The story starts from the opposite end conceptually, with Pvt. Honus Gent (Peter Strauss) barely surviving the massacre of his cavalry unit by Cheyenne warriors. His unit was escorting a rescued captive, Cresta Lee (Candice Bergen) to her fiancee, also a cavalryman. During the bloody battle -- it opens with Honus's buddy catching a bullet in the face -- Cresta manages to rescue herself. The first genre reversal of the picture is Cresta's role as the experienced wilderness survivor in place of the typical older, stronger male. She'd been taken by the Cheyenne two years earlier and was with them long enough to learn more woodcraft than the rookie Honus has. Her personality is defined by her city background. New York is where she got her filthy mouth and her feisty no-nonsense attitude, qualities that seem anachronistic in the setting but are meant to make her the audience-identification figure in 1970. Despite her technical captivity, Cresta embodies an alternative synthesis of urban modernity and native wisdom, refusing the alternative frontier attitude of conflict and conquest. She never truly goes native -- she tells Honus that she's not a Cheyenne and never will be -- but she identifies with them more than with the soldiers she's stuck with in more than one sense.
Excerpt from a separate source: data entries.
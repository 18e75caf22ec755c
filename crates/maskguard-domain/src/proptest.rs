//! Property-based tests for the domain crate.
//!
//! These tests use proptest to verify invariants around:
//! - one finding per non-conforming (model, column) occurrence
//! - model-less errors for mapped columns absent from the audit
//! - determinism of the audit
//! - `is_sensitive` agreeing with the projected security role

use crate::audit::evaluate;
use crate::model::{ColumnAuditRow, ColumnDecl, ModelDecl, SchemaDocument};
use crate::projector::project_schema;
use crate::test_support::mapping;
use maskguard_types::{FindingKind, ids};
use proptest::prelude::*;
use serde_json::{Map, Value};

// ============================================================================
// Strategies for generating arbitrary values
// ============================================================================

fn arb_column_name() -> impl Strategy<Value = String> {
    prop_oneof![
        Just("ssn".to_string()),
        Just("email".to_string()),
        Just("dob".to_string()),
        Just("phone".to_string()),
        Just("total".to_string()),
    ]
}

fn arb_model_name() -> impl Strategy<Value = String> {
    prop::string::string_regex("[a-z][a-z_]{0,11}").unwrap()
}

fn arb_role() -> impl Strategy<Value = Option<String>> {
    prop_oneof![
        Just(None),
        Just(Some(String::new())),
        Just(Some("mask_full".to_string())),
        Just(Some("mask_partial".to_string())),
        Just(Some("mask_hash".to_string())),
    ]
}

fn arb_row() -> impl Strategy<Value = ColumnAuditRow> {
    (arb_model_name(), arb_column_name(), arb_role()).prop_map(|(model, column, role)| {
        ColumnAuditRow {
            model_name: model,
            column_name: column,
            column_security_role: role,
            model_type: Some("model".to_string()),
            column_tags: None,
        }
    })
}

fn arb_mapping_entries() -> impl Strategy<Value = Vec<(String, String)>> {
    prop::collection::btree_map(
        arb_column_name(),
        prop_oneof![Just("mask_full".to_string()), Just("mask_partial".to_string())],
        0..5,
    )
    .prop_map(|m| m.into_iter().collect())
}

fn arb_column_decl() -> impl Strategy<Value = ColumnDecl> {
    (arb_column_name(), arb_role()).prop_map(|(name, role)| {
        let mut meta = Map::new();
        if let Some(role) = role {
            meta.insert("column_security_role".to_string(), Value::String(role));
        }
        ColumnDecl {
            name,
            description: String::new(),
            meta,
        }
    })
}

fn arb_schema() -> impl Strategy<Value = SchemaDocument> {
    prop::collection::vec(
        (arb_model_name(), prop::collection::vec(arb_column_decl(), 0..6)),
        0..4,
    )
    .prop_map(|models| SchemaDocument {
        models: models
            .into_iter()
            .map(|(name, columns)| ModelDecl {
                name,
                description: String::new(),
                columns,
            })
            .collect(),
    })
}

fn as_refs(entries: &[(String, String)]) -> Vec<(&str, &str)> {
    entries
        .iter()
        .map(|(c, p)| (c.as_str(), p.as_str()))
        .collect()
}

proptest! {
    #[test]
    fn absent_columns_yield_exactly_one_model_less_error(
        entries in arb_mapping_entries(),
        rows in prop::collection::vec(arb_row(), 0..20),
    ) {
        let mapping = mapping(&as_refs(&entries));
        let report = evaluate(&mapping, &rows);

        for (column, _) in &entries {
            let occurs = rows.iter().any(|r| &r.column_name == column);
            let model_less: Vec<_> = report
                .errors
                .iter()
                .filter(|f| f.column_name() == Some(column.as_str()) && f.model_name().is_none())
                .collect();
            if occurs {
                prop_assert!(model_less.is_empty());
            } else {
                prop_assert_eq!(model_less.len(), 1);
                prop_assert_eq!(&model_less[0].code, ids::CODE_MISSING_FROM_AUDIT);
                prop_assert!(!report.mismatches.iter().any(|f| f.column_name() == Some(column.as_str())));
            }
        }
    }

    #[test]
    fn each_occurrence_gets_at_most_one_classified_finding(
        entries in arb_mapping_entries(),
        rows in prop::collection::vec(arb_row(), 0..20),
    ) {
        let mapping = mapping(&as_refs(&entries));
        let report = evaluate(&mapping, &rows);

        let mut expected_errors = 0usize;
        let mut expected_mismatches = 0usize;
        for (column, policy) in &entries {
            let occurrences: Vec<_> = rows.iter().filter(|r| &r.column_name == column).collect();
            if occurrences.is_empty() {
                expected_errors += 1;
                continue;
            }
            for r in occurrences {
                match r.security_role() {
                    None => expected_errors += 1,
                    Some(actual) if actual != policy => expected_mismatches += 1,
                    Some(_) => {}
                }
            }
        }

        prop_assert_eq!(report.errors.len(), expected_errors);
        prop_assert_eq!(report.mismatches.len(), expected_mismatches);
        prop_assert!(report.errors.iter().all(|f| f.kind == FindingKind::Error));
        prop_assert!(report.mismatches.iter().all(|f| f.kind == FindingKind::Mismatch));
        prop_assert!(report.mismatches.iter().all(|f| f.actual_policy.is_some()));
        prop_assert!(report.errors.iter().all(|f| f.actual_policy.is_none()));
    }

    #[test]
    fn audit_is_deterministic(
        entries in arb_mapping_entries(),
        rows in prop::collection::vec(arb_row(), 0..20),
    ) {
        let mapping = mapping(&as_refs(&entries));
        let first = evaluate(&mapping, &rows);
        let second = evaluate(&mapping, &rows);
        prop_assert_eq!(first, second);
    }

    #[test]
    fn is_sensitive_tracks_security_role(schema in arb_schema()) {
        let out = project_schema(&schema, None);
        prop_assert_eq!(out.models().len(), schema.models.len());
        for (flat, decl) in out.models().iter().zip(&schema.models) {
            prop_assert_eq!(flat.columns.len(), decl.columns.len());
            for col in &flat.columns {
                let has_role = matches!(&col.security_role, Some(Value::String(r)) if !r.is_empty());
                prop_assert_eq!(col.is_sensitive, has_role);
            }
        }
    }
}
use anyhow::Context;
use camino::Utf8Path;
use maskguard_domain::model::ColumnAuditRow;
use std::io::Read;

/// Headers the column audit CSV must carry. `column_tags` and any extra columns are optional.
pub const REQUIRED_AUDIT_COLUMNS: &[&str] = &[
    "model_name",
    "column_name",
    "column_security_role",
    "model_type",
];

/// Read the column audit table. Callers decide what a missing file means.
pub fn read_column_audit(path: &Utf8Path) -> anyhow::Result<Vec<ColumnAuditRow>> {
    let file = std::fs::File::open(path).with_context(|| format!("open {}", path))?;
    let rows = parse_column_audit_csv(file).with_context(|| format!("parse {}", path))?;
    tracing::debug!(path = %path, rows = rows.len(), "loaded column audit");
    Ok(rows)
}

/// Parse a column audit CSV. Header names are trimmed; cell values are kept
/// verbatim and empty cells become `None`.
pub fn parse_column_audit_csv<R: Read>(reader: R) -> anyhow::Result<Vec<ColumnAuditRow>> {
    let mut rdr = csv::ReaderBuilder::new()
        .trim(csv::Trim::Headers)
        .from_reader(reader);

    let headers = rdr.headers().context("read CSV header")?.clone();
    let missing: Vec<&str> = REQUIRED_AUDIT_COLUMNS
        .iter()
        .copied()
        .filter(|required| !headers.iter().any(|h| h == *required))
        .collect();
    if !missing.is_empty() {
        anyhow::bail!(
            "column audit is missing required column(s): {}",
            missing.join(", ")
        );
    }

    let mut rows = Vec::new();
    for (idx, record) in rdr.deserialize::<ColumnAuditRow>().enumerate() {
        // +2: 1-based, and the header is line 1.
        let row = record.with_context(|| format!("CSV record at line {}", idx + 2))?;
        rows.push(row);
    }
    Ok(rows)
}

#[cfg(test)]
mod tests {
    use super::*;

    #[test]
    fn parses_rows_and_treats_empty_cells_as_null() {
        let csv = "\
model_name,column_name,column_security_role,model_type,column_tags,data_type
customers,ssn,,model,,varchar
users,email,mask_full,model,\"pii,skip_test\",varchar
";
        let rows = parse_column_audit_csv(csv.as_bytes()).expect("parse");

        assert_eq!(rows.len(), 2);
        assert_eq!(rows[0].model_name, "customers");
        assert_eq!(rows[0].column_security_role, None);
        assert_eq!(rows[0].column_tags, None);
        assert_eq!(rows[1].security_role(), Some("mask_full"));
        assert!(rows[1].skips_naming_validation());
    }

    #[test]
    fn column_tags_header_is_optional() {
        let csv = "model_name,column_name,column_security_role,model_type\nm,c,,model\n";
        let rows = parse_column_audit_csv(csv.as_bytes()).expect("parse");
        assert_eq!(rows.len(), 1);
        assert_eq!(rows[0].column_tags, None);
    }

    #[test]
    fn missing_required_headers_are_reported() {
        let csv = "model_name,column_name\nm,c\n";
        let err = parse_column_audit_csv(csv.as_bytes()).unwrap_err();
        let msg = err.to_string();
        assert!(msg.contains("column_security_role"));
        assert!(msg.contains("model_type"));
    }

    #[test]
    fn role_cells_are_not_trimmed() {
        let csv = "\
model_name , column_name,column_security_role,model_type
users,email,\"mask_full \",model
contacts,phone,\"  \",model
";
        let rows = parse_column_audit_csv(csv.as_bytes()).expect("parse");

        assert_eq!(rows[0].model_name, "users");
        assert_eq!(rows[0].security_role(), Some("mask_full "));
        assert_eq!(rows[1].security_role(), Some("  "));
    }

    #[test]
    fn header_only_file_has_no_rows() {
        let csv = "model_name,column_name,column_security_role,model_type,column_tags\n";
        let rows = parse_column_audit_csv(csv.as_bytes()).expect("parse");
        assert!(rows.is_empty());
    }
}
use crate::JobId;

#[derive(thiserror::Error, Debug)]
pub enum Error {
    #[error("Opening read session: {0:?}")]
    SessionOpening(rusqlite::Error),
    #[error("Querying {0}: {1:?}")]
    Query(&'static str, rusqlite::Error),
    #[error("serde: {0:?}")]
    Serde(#[from] serde_json::Error),
    #[error("No queue backend registered for queue {0:?}")]
    QueueNotFound(String),
    #[error("State data of job {0} in state {1} is missing required key {2:?}")]
    MissingStateData(JobId, &'static str, &'static str),
    #[error("Invalid queue table name: {0:?}")]
    InvalidQueueTable(String),
    #[error("async join: {0:?}")]
    AsyncJoin(#[from] tokio::task::JoinError),
    #[error("Invalid duration {0:?}: {1}")]
    InvalidDuration(String, humantime::DurationError),
    #[error("Configuration: {0}")]
    Configuration(#[from] rocket::figment::Error),
}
With Cresta as his guide, Honus has a consciousness-raising journey back to the army. Initially inclined to think of Cresta as a traitor and a tramp, he gradually gives in to what we're meant to see, looking past Candice Bergen's abrasively one-note performance, as the young woman's natural charm. They see the worst of red and white, Honus being forced to fight a brave to the death for a lost sock, then teaming with Cresta to thwart a peddler (Donald Pleasance) selling rifles to the Indians. Having stopped him, our heroes think they've prevented a war, but gloryhound Col. Iverson (veteran western character actor John Anderson) has different ideas. Seeing his army massing for an attack, Cresta runs to the Cheyenne to warn them to flee, but while a handful foolishly want to fight back, her onetime husband Chief Spotted Wolf (Jorge Riviero) more foolishly thinks that his gifts from the U.S. government -- a flag, a medal -- will convince Iverson of his peaceful intentions.

 

The infamous massacre, based on the Sand Creek slaughter of 1864, ensues. Nelson clearly feels licensed by the success of The Wild Bunch to escalate the violence to levels he would not have dared imagine at the time of Duel at Diablo, just four years earlier. It's a make-or-break moment for the film, if audiences haven't already been turned off by the braying Bergen or the whiny Strauss, who looks and sounds sort of like a Rankin-Bass puppet. Seeing it with somewhat more mature eyes, I think I understand that what I got a kick from long ago hurts the scene and the movie. The main problem with the massacre scene is that Nelson punctuates it with special effects that reduce the moral horror he hoped to evoke into simple spectacle. An Indian boy gets a bullet through his face the way the cavalry guy did at the start of the picture. Blood flies everywhere. In the most blatant example, Nelson zooms in on an isolated woman screaming as a soldier charges with his sabre. In the next shot, the soldier decapitates a dummy. This is not something you do if you want to focus the audience's moral attention on the terror inflicted on the Cheyenne.

 


The decapitation is an effect, an end unto itself as in horror movies -- but recall that horror movies may horrify but generally don't provoke the sort of moral outrage Nelson and Guy were aiming for. If they do, the outrage is directed at the film itself, just as it was directed against Soldier Blue, more often than it's directed at the fictional characters perpetrating the atrocity. In the very same year, Arthur Penn directed a massacre of Indians in Little Big Man that, in my memory at least, was less concerned with extreme effects yet more effective in its similar revisionist purpose despite leavening it with the humor of Chief Dan George imagining himself invisible. Nelson was trying to do too much, merging the revisionist politics of the era (though sympathy for the Indians goes back to silent movie days) with the revisionist violence of Peckinpah and the spaghetti westerns. Worse, perhaps, he may have used revisionist elements without really having any revisionist sensibility of his own, turning Soldier Blue into a kind of exploitation piece. Above all, Soldier Blue is a revisionist western with Hollywood production values. I'm sure it was meant that way, to be more jarring at its climax, but the effect is somewhat too jarring for the good of the film and its message. This is one of those revisionist westerns that hasn't aged well and will probably endure best as a period piece, an artifact of 1970 rather than a portrait of the Old West.

8 comments:

venoms5 said...

There's a great book on the making of the film, Sam. It's rather expensive, but worth it in my opinion. The film was originally far more gruesome, according to Nelson. He states he cut a lot of the finale himself, feeling it was too offensive. The cut footage is described in the book, and there's a photo of the cut scene of Spotted Wolf's head being hoisted into the air among other things.

Sam Juliano said...

I have not seen this film, but found myself enthralled with your review, Samuel. Too bad the veracity of the bloodletting detracted from the far more vital moral issues that should be the focus of this picture. Sight unseen I would have to agree still with you on your speculation that the director couldn't portray the cavalry as murderers. This certainly isn't the first time a film has cowered away from that perception.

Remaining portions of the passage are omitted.